Cette petite phrase est de l’ami Solko, en réponse à un commentaire que j’avais laissé chez lui. Si je la reprends ce matin et si même je me propose d’y consacrer un petit texte, c’est qu’elle m’a évoqué une anecdote plaisamment restée gravée dans ma mémoire et qui m’advint, il y a de cela trente ans environ. Sans cette petite phrase, elle n’aurait sans doute jamais donné naissance à un texte, mais l’envie de raconter par l’écriture vient toujours - ou du moins très souvent - d’une image inopinément remontée à la surface du temps.

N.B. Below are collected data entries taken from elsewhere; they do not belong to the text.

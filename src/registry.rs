//! The host runtime’s entry point: registered view definitions, by name.

use crate::definition::{Element, ViewDefinition};
use crate::error::{BridgeError, DefinitionError, HookError, PropError, UpdateError};
use crate::host::{RuntimeContext, ScriptObject};
use crate::lifecycle::LifecyclePhase;
use crate::view::{PlatformView, ViewInstance, ViewType};
use serde_json::{Map, Value};
use std::collections::HashMap;
use std::sync::Arc;
use tracing::{debug, trace};

/// A view definition of any view type.
pub trait AnyDefinition: Send + Sync {
    fn name(&self) -> &str;

    /// Prop names discovered on the property bag.
    fn supported_prop_names(&self) -> Vec<String>;

    /// Event names discovered on the property bag.
    fn supported_event_names(&self) -> Vec<String>;

    fn create_view(&self, context: &Arc<RuntimeContext>) -> PlatformView;

    /// Invokes lifecycle hooks on a view created by this definition.
    ///
    /// Placeholder views have no hooks to run.
    fn dispatch(&self, phase: LifecyclePhase, view: &PlatformView) -> Result<(), HookError>;

    /// Applies raw prop values, then dispatches [`LifecyclePhase::DidUpdateProps`].
    ///
    /// If any value is rejected, nothing is written and no hooks run.
    fn update_props(
        &self,
        view: &PlatformView,
        props: &Map<String, Value>,
    ) -> Result<(), UpdateError>;

    fn create_bridge_object(
        &self,
        context: &RuntimeContext,
    ) -> Result<Box<dyn ScriptObject>, BridgeError>;
}

impl<V: ViewType> ViewDefinition<V> {
    /// Returns the typed instance behind a handle, None for placeholders, or the name of the
    /// definition the handle actually belongs to.
    fn typed_instance<'a>(
        &self,
        view: &'a PlatformView,
    ) -> Result<Option<&'a ViewInstance<V>>, String> {
        let instance = match view.instance() {
            Some(instance) => instance,
            None => return Ok(None),
        };
        match view.downcast_ref::<V>() {
            Some(typed) => Ok(Some(typed)),
            None => Err(instance.definition_name().to_string()),
        }
    }
}

impl<V: ViewType> AnyDefinition for ViewDefinition<V> {
    fn name(&self) -> &str {
        ViewDefinition::name(self)
    }

    fn supported_prop_names(&self) -> Vec<String> {
        ViewDefinition::supported_prop_names(self).to_vec()
    }

    fn supported_event_names(&self) -> Vec<String> {
        ViewDefinition::supported_event_names(self).to_vec()
    }

    fn create_view(&self, context: &Arc<RuntimeContext>) -> PlatformView {
        ViewDefinition::create_view(self, context)
    }

    fn dispatch(&self, phase: LifecyclePhase, view: &PlatformView) -> Result<(), HookError> {
        match self.typed_instance(view) {
            Ok(Some(instance)) => ViewDefinition::dispatch(self, phase, instance),
            Ok(None) => {
                trace!(view = %self.name(), ?phase, "not dispatching to a placeholder");
                Ok(())
            }
            Err(found) => Err(HookError::ViewTypeMismatch {
                expected: self.name().to_string(),
                found,
            }),
        }
    }

    fn update_props(
        &self,
        view: &PlatformView,
        props: &Map<String, Value>,
    ) -> Result<(), UpdateError> {
        let instance = match self.typed_instance(view) {
            Ok(Some(instance)) => instance,
            Ok(None) => return Ok(()),
            Err(found) => {
                return Err(PropError::ViewTypeMismatch {
                    expected: self.name().to_string(),
                    found,
                }
                .into())
            }
        };
        instance.update_props(props)?;
        ViewDefinition::dispatch(self, LifecyclePhase::DidUpdateProps, instance)?;
        Ok(())
    }

    fn create_bridge_object(
        &self,
        context: &RuntimeContext,
    ) -> Result<Box<dyn ScriptObject>, BridgeError> {
        ViewDefinition::create_bridge_object(self, context)
    }
}

/// Registered view definitions.
#[derive(Default)]
pub struct ViewRegistry {
    definitions: HashMap<String, Arc<dyn AnyDefinition>>,
}

impl ViewRegistry {
    pub fn new() -> ViewRegistry {
        ViewRegistry::default()
    }

    /// Builds and registers a view definition.
    ///
    /// A failed registration leaves all other definitions untouched.
    pub fn register<V: ViewType>(
        &mut self,
        elements: Vec<Element<V>>,
    ) -> Result<Arc<ViewDefinition<V>>, DefinitionError> {
        let definition = Arc::new(ViewDefinition::<V>::build(elements)?);
        let name = definition.name().to_string();
        if self.definitions.contains_key(&name) {
            return Err(DefinitionError::AlreadyRegistered { name });
        }

        debug!(view = %name, "registered view definition");
        self.definitions
            .insert(name, Arc::clone(&definition) as Arc<dyn AnyDefinition>);
        Ok(definition)
    }

    /// Looks up a definition by name.
    pub fn get(&self, name: &str) -> Result<&Arc<dyn AnyDefinition>, DefinitionError> {
        self.definitions
            .get(name)
            .ok_or_else(|| DefinitionError::NotRegistered {
                name: name.to_string(),
            })
    }

    /// Names of all registered definitions, sorted.
    pub fn names(&self) -> Vec<&str> {
        let mut names: Vec<_> = self.definitions.keys().map(String::as_str).collect();
        names.sort_unstable();
        names
    }

    pub fn len(&self) -> usize {
        self.definitions.len()
    }

    pub fn is_empty(&self) -> bool {
        self.definitions.is_empty()
    }
}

J’habitais donc en Charente-Maritime, aux lisières du Marais poitevin, à deux pas du paisible canal du Mignon. Je me rendais souvent à Paris, en stop ou en train. Là, c’était en voiture. Une Ami 6 déjà vieille, exactement. J’étais parti vers le milieu d’un après-midi d’automne, pour visiter des amis et aussi pour me rendre à un rendez-vous pris avec un éditeur, excellent éditeur au demeurant, disparu aujourd’hui, Plasma, et qui avait pignon sur une rue qui n’existait pratiquement plus, pour cause de «trou des halles.»
Allez, je digresse un peu, là : cet éditeur était intéressé par un manuscrit que je lui avais laissé, «Echecs». Un roman qui avait pour cadre le Marais poitevin, qui n’a jamais été publié mais, quand même, qui a beaucoup, beaucoup circulé entre Paris et Toulouse et qui a franchi les Pyrénées, traduit par un camarade espagnol. Une petite carrière sous le manteau, quoi ! Un roman violent, d’inspiration anar. C'est que j’y croyais encore, à l’époque, aux lendemains sans dieu ni maître !
Las ! Las ! C’est un chanteur, d’inspiration anar justement, qui me coupa l’herbe sous le pied chez "Plasma". Ils étaient à deux doigts de prendre mon fichu manuscrit, quand ils eurent soudain l’opportunité de publier les œuvres complètes de Léo Ferré ! Un gros livre noir. Alors, entre un illustre inconnu et un illustre connu, le choix a été vite fait et mézigue s’est retrouvé Gros Jean comme devant ! Fin de la digression.
Intéressant, non ?
Mais revenons vite à mon voyage à Paris, parce que Solko doit bien se demander ce qu’il vient faire là-dedans.
Aux environs de Poitiers, je prends donc à mon modeste bord un auto-stoppeur. Dans mes âges, à peu près. Un jeune homme donc. Un homme jeune plutôt. Il avait de longs, de très longs cheveux, très beaux et très blonds, une tête sympa comme tout.
Paris ? Oui, Paris…Ça roule… Et nous voilà partis ensemble, discutant de choses et d’autres, disant beaucoup de bien de la vie et beaucoup de mal de Giscard D’Estaing. Peut être de Mitterrand.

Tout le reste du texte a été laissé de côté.